Oh, mundo, te desafiamos a que nos robes nuestra paz. No la obtuvimos de ti, y no puedes quitárnosla. Está puesta como un sello en nuestro brazo, es fuerte como la muerte e invencible como la tumba. Tu corriente, oh, Jordán, no puede ahogarla, por negras y profundas que sean tus profundidades, en medio de tus tremendas olas nuestra alma está confiada y descansa todavía en Aquel que nos amó y se entregó por nosotros.

Con frecuencia he tenido que observar que los cristianos situados en las circunstancias más desfavorables son, por regla general, mejores cristianos que los que se encuentran en posiciones propicias. En medio de una gran iglesia de personas de todas las categorías, con la condición de la mayoría de los cuales estoy tan completamente familiarizado como el hombre puede estarlo, he observado que las mujeres que vienen de casas donde tienen maridos impíos, e hijos difíciles, que los jóvenes que vienen de talleres donde se oponen a ellos y se ríen de ellos, que las personas que vienen de las profundidades de la pobreza, de los antros y las cuevas de nuestra ciudad, son las joyas más brillantes que están fijadas en la corona de la iglesia.

Parece como si Dios quisiera derrotar a la naturaleza, no sólo hacer que crezca el hisopo en el muro, sino hacer que crezca allí también el cedro; Él encuentra Sus perlas más brillantes en las aguas más oscuras, y saca Sus joyas más preciosas de los estercoleros más sucios.

“A Dios pertenecen las maravillas de la gracia,

cuenta sus misericordias en tu canto”.

Y también he descubierto que, a menudo, cuanto más perturbado está un cristiano, más pura es su paz; cuanto más pesada es la marejada de sus penas y aflicciones, más quieta, tranquila y profunda es la paz que reina en su corazón. Así pues, es una paz nacida divinamente, alimentada divinamente, y que está muy por encima de la influencia de este pobre mundo arremolinado.

Además, debo comentar brevemente sobre la naturaleza de esta paz, que es profunda y real. “La paz de Dios”, dice un apóstol, “que sobrepasa todo entendimiento”. Esta paz no sólo llena todos los sentidos hasta el borde, hasta que cada poder se sacia con deleite, sino que llena el entendimiento que puede abarcar el mundo entero, y comprender muchas cosas que no están dentro del alcance de la visión, incluso el entendimiento no puede abarcar la longitud y la anchura de esta paz. Y no sólo el entendimiento no podrá abarcarla, sino que todo entendimiento es superado. Cuando nuestro juicio se ha esforzado al máximo, no puede comprender las alturas y las profundidades de esta paz profunda.
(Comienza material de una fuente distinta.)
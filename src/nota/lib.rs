//! # Nota Architecture
//!
//! Nota is a **UI-agnostic client library** for a block-based page API.
//! This is not a CLI application that happens to have some library
//! code—it's a library that happens to have a CLI client.
//!
//! ## Layers
//!
//! ```text
//! ┌─────────────────────────────────────────────────────────────┐
//! │  CLI Layer (main.rs + args.rs)                              │
//! │  - Parses arguments, prints output, owns exit codes         │
//! └─────────────────────────────────────────────────────────────┘
//!                              │
//!                              ▼
//! ┌─────────────────────────────────────────────────────────────┐
//! │  API Layer (api.rs)                                         │
//! │  - Thin facade over commands, returns structured results    │
//! └─────────────────────────────────────────────────────────────┘
//!                              │
//!                              ▼
//! ┌─────────────────────────────────────────────────────────────┐
//! │  Commands + Renderer (commands/, render/)                   │
//! │  - Pure logic over the data model, no I/O assumptions       │
//! │  - render/ is the core: the recursive block-tree serializer │
//! └─────────────────────────────────────────────────────────────┘
//!                              │
//!                              ▼
//! ┌─────────────────────────────────────────────────────────────┐
//! │  Backend Layer (client/)                                    │
//! │  - Abstract NotionBackend trait                             │
//! │  - HttpBackend (production), InMemoryBackend (testing)      │
//! └─────────────────────────────────────────────────────────────┘
//! ```
//!
//! ## Key principle: no I/O in the core
//!
//! From `api.rs` inward, code takes plain arguments, returns plain
//! `Result` values, and never touches stdout or the process exit code.
//! The renderer produces strings into caller buffers, so partial output
//! can be flushed by the CLI even when a render fails halfway.
//!
//! ## Module overview
//!
//! - [`api`]: the facade—entry point for all operations
//! - [`render`]: block-tree renderer and rich-text decoration
//! - [`commands`]: page and stack command logic
//! - [`client`]: backend trait, HTTP and in-memory implementations
//! - [`model`]: blocks, rich text, pages (serde data model)
//! - [`config`]: local configuration/secret store
//! - [`error`]: error types

pub mod api;
pub mod client;
pub mod commands;
pub mod config;
pub mod error;
pub mod model;
pub mod render;
use thiserror::Error;

pub type Result<T> = std::result::Result<T, NotaError>;

/// Error type for all nota operations.
#[derive(Debug, Error)]
pub enum NotaError {
    /// A page or block (or a stack entry matching a query) does not exist.
    #[error("not found: {0}")]
    NotFound(String),

    /// Transport-level failure talking to the API.
    #[error("request failed")]
    Fetch(#[from] ureq::Error),

    /// The API answered with an error status.
    #[error("API error: {status} - {body}")]
    Api { status: u16, body: String },

    /// A block type outside the supported set.
    #[error("unknown block type: {0}")]
    UnknownBlockType(String),

    /// A required sub-payload was absent or malformed (e.g. a page without
    /// a title property, an image without a usable URL).
    #[error("malformed content: {0}")]
    Format(String),

    /// Missing or unusable local configuration.
    #[error("config error: {0}")]
    Config(String),

    #[error("I/O error")]
    Io(#[from] std::io::Error),

    #[error("JSON error")]
    Json(#[from] serde_json::Error),
}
¿Has imaginado alguna vez lo que debe ser la quietud de las cavernas en la profundidad de los mares, a mil brazas bajo el seno de las inundaciones, donde los huesos de los marineros yacen imperturbables, donde nacen las perlas, y los corales que nunca ven la luz, donde el oro y la plata de los mercaderes, perdidos hace mucho tiempo, yacen esparcidos sobre el suelo arenoso, en las cuevas de las rocas, y los silenciosos palacios de la oscuridad donde las olas no se precipitan, y el pie intruso del buzo nunca ha pisado? Tan clara, tan tranquila es la paz de Dios, el plácido descanso del creyente seguro.

O levanta los ojos a las estrellas. ¿Nunca has soñado con la quietud de esos orbes silenciosos? Vayamos más allá del reino del ruido y el alboroto, pisemos la silenciosa carretera de los orbes silenciosos. Los truenos están muy por debajo de nosotros, el confuso tumulto de la multitud no contamina la santidad de esta maravillosa quietud. Mira cómo duermen las estrellas en sus dorados divanes, sólo abren sus brillantes ojos para vigilar ese mar de éter sin tormenta, y guardan los solemnes límites del reino de la paz.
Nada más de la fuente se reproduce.